> [Your objective] The lines to copy are those in the listing that hold the word "never".

> [Dataset records]

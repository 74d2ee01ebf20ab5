use serde::{Deserialize, Serialize};

pub const REVIEW_TEXT_MIN: usize = 20;
pub const REVIEW_TEXT_MAX: usize = 1000;
pub const REVIEW_IMAGES_MAX: usize = 5;

#[derive(Debug, Clone, PartialEq, Serialize, Deserialize)]
#[serde(rename_all = "camelCase")]
pub struct Review {
    pub id: String,
    pub user_name: String,
    pub rating: u8,
    pub is_verified: bool,
    pub date: String,
    pub review_text: String,
    pub images: Vec<String>,
    pub helpful_count: u32,
}

/// Submission payload for a new review.
#[derive(Debug, Clone, PartialEq, Serialize, Deserialize, Default)]
#[serde(rename_all = "camelCase")]
pub struct NewReview {
    pub user_name: String,
    pub rating: u8,
    pub review_text: String,
    #[serde(default)]
    pub images: Vec<String>,
}

impl NewReview {
    pub fn validate(&self) -> Result<(), String> {
        if !(1..=5).contains(&self.rating) {
            return Err("Please select a rating".into());
        }
        let len = self.review_text.trim().chars().count();
        if len < REVIEW_TEXT_MIN {
            return Err(format!(
                "Review must be at least {} characters",
                REVIEW_TEXT_MIN
            ));
        }
        if len > REVIEW_TEXT_MAX {
            return Err(format!(
                "Review must be at most {} characters",
                REVIEW_TEXT_MAX
            ));
        }
        if self.images.len() > REVIEW_IMAGES_MAX {
            return Err(format!("Maximum {} images allowed", REVIEW_IMAGES_MAX));
        }
        Ok(())
    }
}

/// Aggregate rating figures for a review set. `distribution[i]` counts
/// reviews with rating `i + 1`.
#[derive(Debug, Clone, PartialEq, Serialize, Deserialize)]
#[serde(rename_all = "camelCase")]
pub struct ReviewSummary {
    pub average_rating: f64,
    pub total_reviews: u32,
    pub distribution: [u32; 5],
}

impl ReviewSummary {
    pub fn from_reviews(reviews: &[Review]) -> Self {
        let mut distribution = [0u32; 5];
        let mut sum = 0u32;
        for review in reviews {
            let rating = review.rating.clamp(1, 5);
            distribution[(rating - 1) as usize] += 1;
            sum += rating as u32;
        }
        let total = reviews.len() as u32;
        let average = if total == 0 {
            0.0
        } else {
            sum as f64 / total as f64
        };
        Self {
            average_rating: average,
            total_reviews: total,
            distribution,
        }
    }
}

#[cfg(test)]
mod tests {
    use super::*;

    fn review(rating: u8) -> Review {
        Review {
            id: "rev-1".into(),
            user_name: "A".into(),
            rating,
            is_verified: true,
            date: "2024-01-01".into(),
            review_text: String::new(),
            images: vec![],
            helpful_count: 0,
        }
    }

    #[test]
    fn summary_counts_per_star() {
        let reviews = vec![review(5), review(5), review(4), review(1)];
        let summary = ReviewSummary::from_reviews(&reviews);
        assert_eq!(summary.total_reviews, 4);
        assert_eq!(summary.distribution, [1, 0, 0, 1, 2]);
        assert!((summary.average_rating - 3.75).abs() < f64::EPSILON);
    }

    #[test]
    fn validation_rejects_short_text_and_bad_rating() {
        let mut new = NewReview {
            user_name: "A".into(),
            rating: 0,
            review_text: "long enough text for the minimum bound".into(),
            images: vec![],
        };
        assert!(new.validate().is_err());
        new.rating = 5;
        assert!(new.validate().is_ok());
        new.review_text = "too short".into();
        assert!(new.validate().is_err());
    }
}
use serde::{Deserialize, Serialize};

/// Product category. `name` is the join key used by `Product::category`.
/// `product_count` is static catalog data and is not reconciled against the
/// live product set.
#[derive(Debug, Clone, PartialEq, Serialize, Deserialize)]
#[serde(rename_all = "camelCase")]
pub struct Category {
    pub id: String,
    pub name: String,
    pub icon: String,
    pub description: String,
    pub product_count: u32,
    pub color: String,
}
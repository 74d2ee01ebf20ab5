use serde::{Deserialize, Serialize};

#[derive(Debug, Clone, PartialEq, Serialize, Deserialize)]
#[serde(rename_all = "camelCase")]
pub struct ContactInfo {
    pub address: String,
    pub phone: String,
    pub alternate_phone: String,
    pub email: String,
    pub website: String,
}

#[derive(Debug, Clone, PartialEq, Serialize, Deserialize)]
pub struct Timings {
    pub weekdays: String,
    pub saturday: String,
    pub sunday: String,
}

#[derive(Debug, Clone, PartialEq, Serialize, Deserialize)]
pub struct SocialMedia {
    pub facebook: String,
    pub instagram: String,
    pub whatsapp: String,
}

#[derive(Debug, Clone, PartialEq, Serialize, Deserialize)]
#[serde(rename_all = "camelCase")]
pub struct BusinessStats {
    pub years_in_business: u32,
    pub products_available: u32,
    pub happy_customers: u32,
    pub categories: u32,
}

#[derive(Debug, Clone, PartialEq, Serialize, Deserialize)]
pub struct Feature {
    pub icon: String,
    pub title: String,
    pub description: String,
}

/// Shop profile served to the public site (about page, contact page, footer).
#[derive(Debug, Clone, PartialEq, Serialize, Deserialize)]
#[serde(rename_all = "camelCase")]
pub struct BusinessInfo {
    pub name: String,
    pub tagline: String,
    pub established: u32,
    pub about: String,
    pub mission: String,
    pub vision: String,
    pub owner: String,
    pub contact: ContactInfo,
    pub timings: Timings,
    pub social_media: SocialMedia,
    pub stats: BusinessStats,
    pub features: Vec<Feature>,
}

/// Contact-page slice of the business profile.
#[derive(Debug, Clone, PartialEq, Serialize, Deserialize)]
#[serde(rename_all = "camelCase")]
pub struct ContactDetails {
    pub contact: ContactInfo,
    pub timings: Timings,
    pub social_media: SocialMedia,
}
use chrono::{DateTime, Utc};
use serde::{Deserialize, Serialize};
use uuid::Uuid;

/// A recorded offline shop sale.
#[derive(Debug, Clone, PartialEq, Serialize, Deserialize)]
#[serde(rename_all = "camelCase")]
pub struct Sale {
    pub id: Uuid,
    pub product_id: String,
    pub product_name: String,
    pub quantity: u32,
    pub amount: i64,
    pub sold_at: DateTime<Utc>,
}

/// Sale entry form payload. When `amount` is omitted it is derived from the
/// product price at recording time.
#[derive(Debug, Clone, PartialEq, Serialize, Deserialize)]
#[serde(rename_all = "camelCase")]
pub struct NewSale {
    pub product_id: String,
    pub quantity: u32,
    #[serde(default)]
    pub amount: Option<i64>,
}

impl NewSale {
    pub fn validate(&self) -> Result<(), String> {
        if self.product_id.trim().is_empty() {
            return Err("Product is required".into());
        }
        if self.quantity == 0 {
            return Err("Quantity must be at least 1".into());
        }
        Ok(())
    }
}

// ============================================================================
// Product health
// ============================================================================

#[derive(Debug, Clone, Copy, PartialEq, Eq, Serialize, Deserialize)]
pub enum HealthStatus {
    Healthy,
    Slow,
    Critical,
}

/// Per-product sales-velocity classification for the admin panel.
#[derive(Debug, Clone, PartialEq, Serialize, Deserialize)]
#[serde(rename_all = "camelCase")]
pub struct ProductHealth {
    pub id: String,
    pub name: String,
    pub current_stock: u32,
    pub sales_frequency: u32,
    pub health_status: HealthStatus,
}

/// No movement or no stock is critical; under five units in the window is
/// slow.
pub fn classify_health(sales_frequency: u32, current_stock: u32) -> HealthStatus {
    if sales_frequency == 0 || current_stock == 0 {
        HealthStatus::Critical
    } else if sales_frequency < 5 {
        HealthStatus::Slow
    } else {
        HealthStatus::Healthy
    }
}

/// Headline numbers for the admin dashboard.
#[derive(Debug, Clone, PartialEq, Serialize, Deserialize)]
#[serde(rename_all = "camelCase")]
pub struct DashboardStats {
    pub today_sales: i64,
    pub products_sold: u32,
    pub low_stock_count: u32,
}

#[cfg(test)]
mod tests {
    use super::*;

    #[test]
    fn health_classification_boundaries() {
        assert_eq!(classify_health(0, 50), HealthStatus::Critical);
        assert_eq!(classify_health(12, 0), HealthStatus::Critical);
        assert_eq!(classify_health(4, 50), HealthStatus::Slow);
        assert_eq!(classify_health(5, 50), HealthStatus::Healthy);
    }

    #[test]
    fn new_sale_requires_product_and_quantity() {
        let sale = NewSale {
            product_id: "".into(),
            quantity: 1,
            amount: None,
        };
        assert!(sale.validate().is_err());
        let sale = NewSale {
            product_id: "prod-001".into(),
            quantity: 0,
            amount: None,
        };
        assert!(sale.validate().is_err());
        let sale = NewSale {
            product_id: "prod-001".into(),
            quantity: 2,
            amount: Some(5600),
        };
        assert!(sale.validate().is_ok());
    }
}
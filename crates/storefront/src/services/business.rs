use contracts::domain::business::{BusinessInfo, BusinessStats, ContactDetails, Feature};
use contracts::envelope::Envelope;

use crate::accessor::ApiClient;
use crate::fixtures::business;

/// Get the complete business profile
pub async fn get_business_info(client: &ApiClient) -> Envelope<BusinessInfo> {
    client
        .fetch_data("/business", || Envelope::success(business::info()))
        .await
}

/// Get contact information only
pub async fn get_contact_info(client: &ApiClient) -> Envelope<ContactDetails> {
    client
        .fetch_data("/business/contact", || {
            let info = business::info();
            Envelope::success(ContactDetails {
                contact: info.contact,
                timings: info.timings,
                social_media: info.social_media,
            })
        })
        .await
}

/// Get business stats
pub async fn get_business_stats(client: &ApiClient) -> Envelope<BusinessStats> {
    client
        .fetch_data("/business/stats", || {
            Envelope::success(business::info().stats)
        })
        .await
}

/// Get business features/highlights
pub async fn get_business_features(client: &ApiClient) -> Envelope<Vec<Feature>> {
    client
        .fetch_data("/business/features", || {
            Envelope::success(business::info().features)
        })
        .await
}

#[cfg(test)]
mod tests {
    use super::*;
    use crate::config::ApiConfig;

    #[tokio::test]
    async fn contact_slice_matches_full_profile() {
        let client = ApiClient::new(ApiConfig {
            mock_latency_ms: 0,
            ..ApiConfig::default()
        });
        let full = get_business_info(&client).await.data.unwrap();
        let slice = get_contact_info(&client).await.data.unwrap();
        assert_eq!(slice.contact, full.contact);
        assert_eq!(slice.timings, full.timings);
        assert_eq!(slice.social_media, full.social_media);
    }
}
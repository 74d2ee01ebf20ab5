//! Statically bundled fixture data standing in for the real backend.
//!
//! Lookups here are pure; derived fields (availability, summaries) are
//! computed on every read and never stored.

pub mod business;
pub mod categories;
pub mod forecast;
pub mod products;
pub mod reviews;
pub mod sales;
use anyhow::Result;
use argon2::password_hash::rand_core::OsRng;
use argon2::password_hash::{PasswordHash, PasswordHasher, PasswordVerifier, SaltString};
use argon2::Argon2;

/// Hash a password with Argon2id and a fresh random salt
pub fn hash_password(password: &str) -> Result<String> {
    let salt = SaltString::generate(&mut OsRng);
    let hash = Argon2::default()
        .hash_password(password.as_bytes(), &salt)
        .map_err(|e| anyhow::anyhow!("Failed to hash password: {}", e))?;
    Ok(hash.to_string())
}

/// Verify a password against a stored hash
pub fn verify_password(password: &str, hash: &str) -> Result<bool> {
    let parsed = PasswordHash::new(hash)
        .map_err(|e| anyhow::anyhow!("Invalid password hash: {}", e))?;
    Ok(Argon2::default()
        .verify_password(password.as_bytes(), &parsed)
        .is_ok())
}

/// Minimal strength gate for new passwords
pub fn validate_password_strength(password: &str) -> Result<()> {
    if password.len() < 8 {
        return Err(anyhow::anyhow!("Password must be at least 8 characters"));
    }
    Ok(())
}

#[cfg(test)]
mod tests {
    use super::*;

    #[test]
    fn hash_then_verify() {
        let hash = hash_password("correct horse battery").unwrap();
        assert!(verify_password("correct horse battery", &hash).unwrap());
        assert!(!verify_password("wrong", &hash).unwrap());
    }
}
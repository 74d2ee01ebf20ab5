use contracts::domain::category::Category;
use contracts::envelope::Envelope;

use crate::accessor::ApiClient;
use crate::fixtures::categories;

/// Get all categories
pub async fn get_categories(client: &ApiClient) -> Envelope<Vec<Category>> {
    client
        .fetch_data("/categories", || Envelope::success(categories::all()))
        .await
}

/// Get category by id
pub async fn get_category_by_id(client: &ApiClient, id: &str) -> Envelope<Category> {
    let endpoint = format!("/categories/{}", id);
    client
        .fetch_data(&endpoint, || match categories::by_id(id) {
            Some(category) => Envelope::success(category),
            None => Envelope::not_found("Category not found"),
        })
        .await
}

#[cfg(test)]
mod tests {
    use super::*;
    use crate::config::ApiConfig;

    fn client() -> ApiClient {
        ApiClient::new(ApiConfig {
            mock_latency_ms: 0,
            ..ApiConfig::default()
        })
    }

    #[tokio::test]
    async fn fixture_set_has_four_categories() {
        let env = get_categories(&client()).await;
        assert_eq!(env.data.unwrap().len(), 4);
    }

    #[tokio::test]
    async fn missing_category_is_success_with_null_data() {
        let env = get_category_by_id(&client(), "cat-999").await;
        assert!(env.success);
        assert!(env.data.is_none());
        assert_eq!(env.message, "Category not found");
    }
}
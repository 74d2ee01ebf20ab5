pub mod business;
pub mod categories;
pub mod forecast;
pub mod product_health;
pub mod products;
pub mod reviews;
pub mod sales;

use contracts::envelope::{Envelope, ErrorCode};

/// Fold a service result into the wire envelope. Failures are logged here
/// and leave the process only as envelopes.
pub(crate) fn envelope_from<T>(result: anyhow::Result<T>) -> Envelope<T> {
    match result {
        Ok(data) => Envelope::success(data),
        Err(e) => {
            tracing::error!("request failed: {}", e);
            Envelope::error(e.to_string(), ErrorCode::Error)
        }
    }
}
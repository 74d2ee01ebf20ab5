use anyhow::Result;
use reqwest::StatusCode;

/// HTTP client for the external sales-forecast service.
///
/// The service owns the forecast schema; this client never parses bodies,
/// it hands status and bytes back for verbatim relay.
pub struct MlClient {
    client: reqwest::Client,
    base_url: String,
}

impl MlClient {
    pub fn new(base_url: impl Into<String>) -> Self {
        Self {
            client: reqwest::Client::builder()
                .timeout(std::time::Duration::from_secs(30))
                .build()
                .expect("Failed to create HTTP client"),
            base_url: base_url.into(),
        }
    }

    /// GET `{base_url}/dashboard/{product_id}`.
    ///
    /// A non-2xx answer from the service is still an `Ok`: the proxy relays
    /// it as-is. Only a transport failure (connection refused, timeout)
    /// surfaces as an error.
    pub async fn fetch_dashboard(&self, product_id: &str) -> Result<(StatusCode, Vec<u8>)> {
        let url = format!("{}/dashboard/{}", self.base_url, product_id);
        tracing::info!("Forwarding forecast request to {}", url);

        let response = self.client.get(&url).send().await?;
        let status = response.status();
        let body = response.bytes().await?.to_vec();
        Ok((status, body))
    }
}
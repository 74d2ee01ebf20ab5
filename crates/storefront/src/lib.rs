//! Service layer for the storefront and admin panel.
//!
//! Every domain call goes through the source-switchable [`ApiClient`]: in
//! mock mode it serves bundled fixture data after a simulated network delay,
//! otherwise it speaks the envelope contract to the real backend over HTTP.
//! UI code is written once against the service modules and repointed by
//! configuration alone.

pub mod accessor;
pub mod config;
pub mod fixtures;
pub mod services;

pub use accessor::ApiClient;
pub use config::ApiConfig;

> [Response]
//! computed on every read and never stored.
/// The service owns the forecast schema; this client never parses bodies,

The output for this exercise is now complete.